> _EXERCISE GOAL_:
Wherever the string "instead" shows up in the data below, copy the whole line.

> _LISTED RECORDS_:
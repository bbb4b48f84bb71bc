//! Database connection management

use sqlx::{PgPool, Postgres, Transaction, query_scalar};

/// Probe for the optional `products.is_available` column. Older deployments
/// predate the column; the schema is inspected once at startup instead of
/// retrying failed statements per request.
const PRODUCTS_AVAILABILITY_PROBE_SQL: &str = "SELECT EXISTS (
    SELECT 1
    FROM information_schema.columns
    WHERE table_schema = current_schema()
      AND table_name = 'products'
      AND column_name = 'is_available'
)";

#[derive(Debug, Clone)]
pub struct Db {
    pool: PgPool,
}

impl Db {
    #[must_use]
    pub fn new(pool: PgPool) -> Self {
        Self { pool }
    }

    /// Begin a transaction.
    ///
    /// # Errors
    ///
    /// Returns an error when starting the transaction fails.
    pub async fn begin(&self) -> Result<Transaction<'static, Postgres>, sqlx::Error> {
        self.pool.begin().await
    }
}

/// Connect to `PostgreSQL`.
///
/// # Errors
///
/// Returns an error if the connection cannot be established.
pub async fn connect(database_url: &str) -> Result<PgPool, sqlx::Error> {
    PgPool::connect(database_url).await
}

/// What the connected schema supports, resolved once when the app starts.
/// Queries are specialized against this instead of probing per request.
#[derive(Debug, Clone, Copy)]
pub struct SchemaCapabilities {
    /// Whether `products.is_available` exists. When it does not, every
    /// product is treated as available.
    pub products_availability: bool,
}

impl SchemaCapabilities {
    /// Capabilities of a fully migrated schema.
    #[must_use]
    pub const fn assume_full() -> Self {
        Self {
            products_availability: true,
        }
    }

    /// Inspect the connected database.
    ///
    /// # Errors
    ///
    /// Returns an error when the `information_schema` query fails.
    pub async fn detect(pool: &PgPool) -> Result<Self, sqlx::Error> {
        let products_availability: bool = query_scalar(PRODUCTS_AVAILABILITY_PROBE_SQL)
            .fetch_one(pool)
            .await?;

        Ok(Self {
            products_availability,
        })
    }

    /// SELECT-list expression yielding an `is_available` column either way.
    pub(crate) fn availability_column(self) -> &'static str {
        if self.products_availability {
            "is_available"
        } else {
            "TRUE AS is_available"
        }
    }

    /// WHERE-clause term for "visible to shoppers unless $3 includes hidden
    /// products". Keeps the `$3` placeholder alive when the column is absent
    /// so the bind count stays fixed.
    pub(crate) fn availability_filter(self) -> &'static str {
        if self.products_availability {
            "(is_available OR $3)"
        } else {
            "($3::boolean OR TRUE)"
        }
    }
}
//! Product Errors

use salvo::http::StatusError;
use tracing::error;

use kiosk_app::domain::products::ProductsServiceError;

pub(crate) fn into_status_error(error: ProductsServiceError) -> StatusError {
    match error {
        ProductsServiceError::AlreadyExists => {
            StatusError::conflict().brief("Product already exists")
        }
        ProductsServiceError::InvalidReference => {
            StatusError::bad_request().brief("Unknown category")
        }
        ProductsServiceError::MissingRequiredData
        | ProductsServiceError::InvalidData
        | ProductsServiceError::InvalidAmount(_) => {
            StatusError::bad_request().brief("Invalid product payload")
        }
        ProductsServiceError::Sql(source) => {
            error!("product storage error: {source}");

            StatusError::internal_server_error()
        }
        ProductsServiceError::NotFound => StatusError::not_found().brief("Product not found"),
    }
}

> _WRITTEN SOLUTION_:
/// predate the column; the schema is inspected once at startup instead of
/// Queries are specialized against this instead of probing per request.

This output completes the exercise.